## What’s not covered (or only conceptually)

These map directly to the “Practical Issues & Fixes” you flagged and a few production must‑haves.

1. Non‑IID mitigation (beyond FedOpt)

Not implemented: FedProx (prox term μ), FedAvgM (server momentum), SCAFFOLD / control variates, FedNova, clustering or personalized FL (pFedMe, Per‑FedAvg, FedBN).

Impact: Faster/more stable convergence on skewed clients; better per‑client accuracy.

2. Stragglers & partial participation

Not implemented: Async/near‑async aggregation, deadline‑based drop, staleness weighting.

Impact: Keeps round time near median; realistic mobile conditions.
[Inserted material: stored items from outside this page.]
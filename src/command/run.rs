use std::thread;

use anyhow::Result;

use crate::argsets::RunArgs;
use crate::config::Config;
use crate::hass::{discovery_messages, state_messages, DeviceInfo};
use crate::interfaces::mqtt;
use crate::platform::{setup_platform, Platform};

const CLIENT_PREFIX: &str = "ttngw";

/// Poll the gateway on the scan interval and mirror the sensors to Home Assistant
pub fn run(args: RunArgs) -> Result<()> {
    let config = Config::load(args.config.as_deref())?;
    let mut platform = setup_platform(&config)?;

    let mut discovery_published = publish_discovery(&config, &platform);
    publish_states(&config, &platform);

    if args.once {
        return Ok(());
    }

    let interval = config.scan_interval();
    log::info!(
        "Polling TTN gateway at {} every {}s",
        config.host,
        interval.as_secs()
    );
    loop {
        thread::sleep(interval);

        log::debug!("Starting update cycle");
        platform.update_all();

        // Home Assistant ignores states of entities it hasn't discovered
        if !discovery_published {
            discovery_published = publish_discovery(&config, &platform);
        }
        publish_states(&config, &platform);
    }
}

fn publish_discovery(config: &Config, platform: &Platform) -> bool {
    let latest = platform.client.latest_data();
    let device = DeviceInfo::new(&config.mqtt.node_id, &config.host, latest.as_deref());
    let messages = discovery_messages(&platform.sensors, &config.mqtt, &device);

    match mqtt::publish_msgs(&config.mqtt, &messages, Some(CLIENT_PREFIX)) {
        Ok(()) => {
            log::info!("Published discovery config for {} sensors", messages.len());
            true
        }
        Err(e) => {
            log::error!("Could not publish discovery config: {e}");
            false
        }
    }
}

fn publish_states(config: &Config, platform: &Platform) {
    let messages = state_messages(&platform.sensors, &config.mqtt.node_id);
    log::trace!("Publishing states: {:?}", &messages);

    if let Err(e) = mqtt::publish_msgs(&config.mqtt, &messages, Some(CLIENT_PREFIX)) {
        log::error!("Could not publish sensor states: {e}");
    }
}
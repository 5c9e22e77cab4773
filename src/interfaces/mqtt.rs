use rumqttc::{Client, Connection, Event, MqttOptions, Packet, QoS};
use thiserror::Error;

use crate::config::MqttConfig;

const CHANNEL_CAPACITY: usize = 10;

#[derive(Debug, Clone, PartialEq)]
pub struct MqttMessage {
    pub topic: String,
    pub payload: String,
    pub retain: bool,
}

impl MqttMessage {
    pub fn new(topic: impl Into<String>, payload: impl Into<String>) -> Self {
        Self {
            topic: topic.into(),
            payload: payload.into(),
            retain: false,
        }
    }

    pub fn retained(topic: impl Into<String>, payload: impl Into<String>) -> Self {
        Self {
            retain: true,
            ..Self::new(topic, payload)
        }
    }
}

#[derive(Error, Debug)]
pub enum MqttError {
    #[error(transparent)]
    MqttClient(#[from] rumqttc::ClientError),
    #[error(transparent)]
    MqttConnection(#[from] rumqttc::ConnectionError),
}

pub fn get_rand_client_id(prefix: Option<&str>) -> String {
    const RAND_ID_BYTES: usize = 3;
    let rand: [u8; RAND_ID_BYTES] = rand::random();
    let randhex = hex::encode(rand);

    if let Some(pref) = prefix {
        format!("{pref}-{randhex}")
    } else {
        randhex
    }
}

pub fn client_conn(
    settings: &MqttConfig,
    client_id: String,
    capacity: usize,
) -> (Client, Connection) {
    log::info!(
        "Establishing MQTT connection to {}:{} as {client_id}",
        settings.host,
        settings.port
    );

    let mut mqttoptions = MqttOptions::new(client_id, settings.host.clone(), settings.port);
    mqttoptions.set_clean_session(true);
    if let Some(username) = &settings.username {
        mqttoptions.set_credentials(
            username.clone(),
            settings.password.clone().unwrap_or_default(),
        );
    }

    Client::new(mqttoptions, capacity)
}

/// Publish a batch over a short-lived connection, returning once the broker has acknowledged all of it
pub fn publish_msgs(
    settings: &MqttConfig,
    messages: &[MqttMessage],
    client_prefix: Option<&str>,
) -> Result<(), MqttError> {
    if messages.is_empty() {
        log::debug!("Nothing to publish");
        return Ok(());
    }

    // Every publish is queued before the event loop is polled, so the whole batch must fit
    let capacity = messages.len().max(CHANNEL_CAPACITY);
    let (mut client, mut connection) =
        client_conn(settings, get_rand_client_id(client_prefix), capacity);

    let mut expected_msg_acks = messages.len();

    for msg in messages.iter() {
        log::debug!("Publishing to {}: {}", msg.topic, msg.payload);

        client.publish(
            msg.topic.clone(),
            QoS::AtLeastOnce,
            msg.retain,
            msg.payload.as_bytes(),
        )?;
    }

    for notification in connection.iter() {
        log::trace!("Notification = {:?}", notification);
        match notification {
            Ok(Event::Incoming(Packet::PubAck(_))) => expected_msg_acks -= 1,
            Err(e) => return Err(e.into()),
            _ => (),
        }
        if expected_msg_acks == 0 {
            break;
        }
    }
    client.disconnect()?;
    Ok(())
}
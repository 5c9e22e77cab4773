use std::sync::{Arc, Mutex, PoisonError, RwLock};
use std::time::{Duration, Instant};

use serde_json::{Map, Value};
use thiserror::Error;
use url::Url;

use crate::constants::defaults;
use crate::helpers::{Clock, SystemClock};

pub const STATUS_PATH: &str = "/status.cgi";

/// Top-level JSON object returned by the gateway's status endpoint
pub type StatusPayload = Map<String, Value>;

#[derive(Error, Debug)]
pub enum GatewayError {
    #[error("invalid gateway host '{0}'")]
    InvalidHost(String),
    #[error("cannot connect to TTN gateway: {0}")]
    Http(#[from] ureq::Error),
    #[error("cannot parse data from TTN gateway: {0}")]
    Parse(#[from] serde_json::Error),
}

#[derive(Clone, Copy, Debug, PartialEq)]
pub struct ClientOptions {
    /// Minimum time between two actual fetches, shared by all callers of `refresh`
    pub min_time_between_updates: Duration,
    pub request_timeout: Duration,
}

impl Default for ClientOptions {
    fn default() -> Self {
        Self {
            min_time_between_updates: defaults::MIN_TIME_BETWEEN_UPDATES,
            request_timeout: defaults::REQUEST_TIMEOUT,
        }
    }
}

/// Build `http://{host}/status.cgi`, rejecting hosts that smuggle in a path, query or fragment
pub fn status_url(host: &str) -> Result<Url, GatewayError> {
    let invalid = || GatewayError::InvalidHost(host.to_string());
    let host = host.trim();
    if host.is_empty() {
        return Err(invalid());
    }
    let url = Url::parse(&format!("http://{host}{STATUS_PATH}")).map_err(|_| invalid())?;
    if url.path() != STATUS_PATH || url.query().is_some() || url.fragment().is_some() {
        return Err(invalid());
    }
    Ok(url)
}

/// Handles the connection to one gateway and limits how often it is polled.
///
/// The most recent successful payload is kept as an immutable snapshot which is
/// swapped as a whole, so readers see either the previous or the new payload.
pub struct GatewayClient {
    host: String,
    url: Url,
    agent: ureq::Agent,
    min_time_between_updates: Duration,
    clock: Box<dyn Clock>,
    // Held for the whole check-and-fetch so that one window yields one request
    last_fetch: Mutex<Option<Instant>>,
    data: RwLock<Option<Arc<StatusPayload>>>,
}

impl GatewayClient {
    pub fn new(host: &str, options: ClientOptions) -> Result<Self, GatewayError> {
        Self::with_clock(host, options, SystemClock)
    }

    pub fn with_clock(
        host: &str,
        options: ClientOptions,
        clock: impl Clock + 'static,
    ) -> Result<Self, GatewayError> {
        let url = status_url(host)?;
        let config = ureq::Agent::config_builder()
            .timeout_global(Some(options.request_timeout))
            .build();

        Ok(Self {
            host: host.trim().to_string(),
            url,
            agent: ureq::Agent::new_with_config(config),
            min_time_between_updates: options.min_time_between_updates,
            clock: Box::new(clock),
            last_fetch: Mutex::new(None),
            data: RwLock::new(None),
        })
    }

    pub fn host(&self) -> &str {
        &self.host
    }

    pub fn status_url(&self) -> &Url {
        &self.url
    }

    /// Fetch and parse the status document, bypassing the throttle and the cache
    pub fn fetch_status(&self) -> Result<StatusPayload, GatewayError> {
        log::debug!("Downloading data from TTN gateway: {}", self.url);

        let mut response = self.agent.get(self.url.as_str()).call()?;
        log::debug!("Response status from TTN gateway: {}", response.status());

        // The gateway serves JSON as text/html, so the declared content type is ignored
        let body = response.body_mut().read_to_string()?;
        let payload = serde_json::from_str::<StatusPayload>(&body)?;
        log::trace!("Data received from TTN gateway: {:?}", payload);

        Ok(payload)
    }

    /// Update the cached status, unless the last fetch happened within the throttle window.
    ///
    /// Never fails: on any error the cache is cleared and the error is logged.
    pub fn refresh(&self) {
        let mut last_fetch = self
            .last_fetch
            .lock()
            .unwrap_or_else(PoisonError::into_inner);

        let now = self.clock.now();
        if let Some(last) = *last_fetch {
            let elapsed = now.saturating_duration_since(last);
            if elapsed < self.min_time_between_updates {
                log::trace!(
                    "Skipping fetch from {}; last fetch was {:.1}s ago",
                    self.host,
                    elapsed.as_secs_f32()
                );
                return;
            }
        }
        *last_fetch = Some(now);

        let data = match self.fetch_status() {
            Ok(payload) if payload.is_empty() => {
                log::warn!("Empty status document from TTN gateway {}", self.host);
                None
            }
            Ok(payload) => Some(Arc::new(payload)),
            Err(e) => {
                log::error!("{e}");
                None
            }
        };
        *self.data.write().unwrap_or_else(PoisonError::into_inner) = data;
    }

    /// The most recent payload, without triggering a fetch
    pub fn latest_data(&self) -> Option<Arc<StatusPayload>> {
        self.data
            .read()
            .unwrap_or_else(PoisonError::into_inner)
            .clone()
    }
}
3. Robust secure aggregation under dropout

Missing: Additive secret sharing / two‑server protocol to reconstruct masks if clients disappear; threshold‑t tolerant schemes.

Impact: Makes secure‑agg usable in real rounds with churn.

4. Communication‑cost controls

Missing: Gradient sparsification (Top‑k, Rand‑k), quantization (QSGD, 8‑bit/1‑bit), error‑feedback; payload/round accounting.

Impact: 10–100× lower uplink without (much) accuracy loss.

5. Privacy actually in the loop

Pending (next module): DP‑FedAvg integration (per‑client clipping + server Gaussian noise), RDP privacy accountant, user‑level ε tracking and early‑stop on budget.

Impact: Formal privacy guarantees; measurable ε–accuracy tradeoff.

6. Security hardening beyond toy demo

Missing in‑loop: mTLS for gRPC, replay protection (nonce/timestamps), auth tokens/attestation stubs, secret management (KMS), CI image scanning gating; poisoning defenses (clip‑and‑filter, cosine‑sim filters, median/trimmed‑mean/Krum).

Impact: Realistic threat model coverage (honest‑but‑curious + malicious clients).

7. Fairness & per‑client quality

Missing: q‑FFL or reweighting, long‑tail client metrics, per‑cohort evaluation.

Impact: Avoid models that serve only “majority” clients well.

8. Evaluation & ops gaps

Missing: Federated test evaluation (global vs per‑client), checkpointing & resume, Prometheus/Grafana wiring in these runs, experiment registry, deterministic seeds across all layers.

Impact: Reproducible science and debuggability.

9. Tuning & HParam search for FL

Missing: Fed‑aware sweeps (server LR, client LR, C, E, μ for FedProx) with budgeted comparisons.

Impact: Systematic performance gains, not ad‑hoc wins.

## Suggested “next steps” checklist (actionable)

If you want to round out the FL module before moving to DP/Sec:

Implement FedProx (μ grid: 0, 1e‑4, 1e‑3, 1e‑2) on the non‑IID Dirichlet(α=0.3) split; compare rounds‑to‑target vs FedAvg/FedAdam.

Add deadline‑based aggregation: sample C clients, give them random “latencies,” drop stragglers after a deadline; plot loss vs wall‑clock.

Two‑server secure‑agg prototype: split masks across Aggregator & MaskServer; show exact‑sum even with 10–20% dropouts.

Add comm‑compression: Top‑k (e.g., 1%/5%) with error‑feedback; log bytes/round and accuracy delta.

Robust aggregator: median or trimmed‑mean on layer deltas; simulate 5–10% poisoned clients and show mitigation.

Federated test evaluation: extract server weights each 5 rounds, evaluate centrally; record IID vs non‑IID gap.

Basic fairness slice: track accuracy per label or per‑client size decile; report disparity.